Costa diz que Rangel é um dos que "falam, falam, falam" e nada fazem pelo interior

António Costa acusou o PSD de se limitar a criticar o PS, defendendo que a politica não é um lugar para a maledicência.

O secretário-geral do PS comparou hoje o trabalho do seu ex-ministro Pedro Marques e o do "número um" europeu do PSD, considerando que Paulo Rangel, em 10 anos em Bruxelas, nunca fez nada pelo interior do país.

António Costa falava no jantar-comício do PS, na Covilhã, após discursos do seu cabeça de lista europeu, Pedro Marques, do secretário de Estado da Energia, João Galamba, e da líder da Federação de Castelo Branco, Hortense Martins.

No seu breve discurso, o líder socialista arrancou a sua primeira salva de palmas quando se referiu à recente ação de campanha do eurodeputado do PSD Paulo Rangel num helicóptero a sobrevoar a zona de pinhal dos distritos de Coimbra e de Leiria - a área atingida pelos incêndios de 2017.

"Quando falamos de interior, não nos metemos num helicóptero para sobrevoar o interior, vamos a Proença-a-Nova, ao coração do pinhal interior, buscar um grande presidente de Câmara e pô-lo no Governo: João Paulo Catarino, que é secretário de Estado para a Valorização do Interior", declarou.

Ainda segundo António Costa, quando o PS fala em interior, "coloca a Secretaria de Estado em Castelo Branco, porque é no coração do interior que se constrói o desenvolvimento desta zona do país".

O secretário-geral do PS entrou depois nas comparações diretas entre Pedro Marques, na qualidade de ex-ministro das Infraestruturas e do Planeamento, e Paulo Rangel, dizendo então que o seu cabeça de lista ao Parlamento Europeu esteve diretamente envolvido na reabertura da linha ferroviária entre a Covilhã e a Guarda que se encontrava encerrada há 10 anos e, no âmbito da renegociação do Portugal 2020, reservou 1700 milhões de euros em fundos comunitários para empresas que pretendam fixar-se no interior.

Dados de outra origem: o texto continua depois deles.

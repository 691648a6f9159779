//! Scalar constants.

use crate::DType;

/// Constant value carried by constant graph nodes and `arith.constant` operations.
#[derive(Debug, Clone, Copy, PartialEq)]
#[cfg_attr(feature = "serde", derive(serde::Serialize, serde::Deserialize))]
pub enum ConstValue {
    Int(i64),
    UInt(u64),
    Float(f64),
    Bool(bool),
}

impl ConstValue {
    pub const fn zero(dtype: DType) -> Self {
        use DType::*;
        match dtype {
            Bool => Self::Bool(false),
            Int4 | Int8 | Int16 | Int32 | Int64 | Index => Self::Int(0),
            UInt8 | UInt16 | UInt32 | UInt64 => Self::UInt(0),
            Float16 | BFloat16 | Float32 | Float64 => Self::Float(0.0),
        }
    }

    pub const fn one(dtype: DType) -> Self {
        use DType::*;
        match dtype {
            Bool => Self::Bool(true),
            Int4 | Int8 | Int16 | Int32 | Int64 | Index => Self::Int(1),
            UInt8 | UInt16 | UInt32 | UInt64 => Self::UInt(1),
            Float16 | BFloat16 | Float32 | Float64 => Self::Float(1.0),
        }
    }

    pub fn as_f64(&self) -> f64 {
        match *self {
            Self::Int(v) => v as f64,
            Self::UInt(v) => v as f64,
            Self::Float(v) => v,
            Self::Bool(v) => v as u8 as f64,
        }
    }

    /// Integer view of the constant; floats truncate toward zero.
    pub fn as_i64(&self) -> i64 {
        match *self {
            Self::Int(v) => v,
            Self::UInt(v) => v as i64,
            Self::Float(v) => v as i64,
            Self::Bool(v) => v as i64,
        }
    }

    /// Convert to the representation used for `dtype`, wrapping like a runtime conversion.
    pub fn cast(&self, dtype: DType) -> Self {
        let v = dtype.wrap_f64(self.as_f64());
        match dtype {
            DType::Bool => Self::Bool(v != 0.0),
            d if d.is_float() => Self::Float(v),
            d if d.is_unsigned() => Self::UInt(v as u64),
            _ => Self::Int(self.as_i64_wrapped(dtype)),
        }
    }

    fn as_i64_wrapped(&self, dtype: DType) -> i64 {
        match (*self, dtype) {
            (Self::Int(v), DType::Int64 | DType::Index) => v,
            (Self::UInt(v), DType::Int64 | DType::Index) => v as i64,
            _ => dtype.wrap_f64(self.as_f64()) as i64,
        }
    }
}

impl std::fmt::Display for ConstValue {
    fn fmt(&self, f: &mut std::fmt::Formatter<'_>) -> std::fmt::Result {
        match self {
            Self::Int(v) => write!(f, "{v}"),
            Self::UInt(v) => write!(f, "{v}"),
            Self::Float(v) if v.is_finite() && v.fract() == 0.0 => write!(f, "{v:.1}"),
            Self::Float(v) => write!(f, "{v}"),
            Self::Bool(v) => write!(f, "{v}"),
        }
    }
}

"A verdade é esta: Há uns que falam, falam, falam e há aqueles que fazem. Em 10 anos de presença no Parlamento Europeu, o que fez Paulo Rangel pelo interior do país, para além de ter vindo aqui passear de helicóptero? Só nestes três anos e só relativamente a este distrito, fez mais do que eles [Rangel e Nuno Melo] em 10 anos de presença no Parlamento Europeu", declarou, recebendo muitas palmas.

De acordo com António Costa, como estes resultados do seu Governo "custam muito" às oposições, "em vez de proporem algo de útil pela Europa, só são capazes de dizer mal do PS - e nada mais. Mas a política não é o local da maledicência, mas o local para bem fazer", contrapôs.

Costa pede o "tudo por tudo" a autarcas e militantes

O secretário-geral do PS fez ainda um veemente apelo aos autarcas e militantes do seu partido para que se mobilizem e "deem tudo por tudo" na última semana de campanha, afastando triunfalismos e travando a abstenção.

António Costa fez este apelo mesmo na parte final do seu discurso no comício da Covilhã, numa altura em que têm saído sondagens favoráveis ao seu partido. Sondagens que, no entanto, têm gerado algumas apreensões entre membros da direção socialista, que temem atitudes de excessiva confiança e de desmobilização no eleitorado de centro-esquerda.

"As eleições do próximo dia 26 não são irrelevantes, mas, antes, essenciais que exigem a mobilização de todos. Precisamos mesmo de dar força ao PS para que possamos manter o rumo certo, com mais rendimento das famílias, mais emprego e, sobretudo, para dar força à nova geração, que não queremos que parta" deste país, declarou.

O secretário-geral socialista deixou então uma mensagem, sobretudo dirigida aos autarcas do seu partido.

"Peço aos nossos presidentes de Junta de Freguesia, de Câmaras Municipais, mas também a todos os nossos militantes. Falta uma semana de campanha e é preciso dar tudo por tudo para garantir uma grande vitória pela Europa, por Portugal e pelo PS. É para isso que nos temos de nos mobilizar", acrescentou.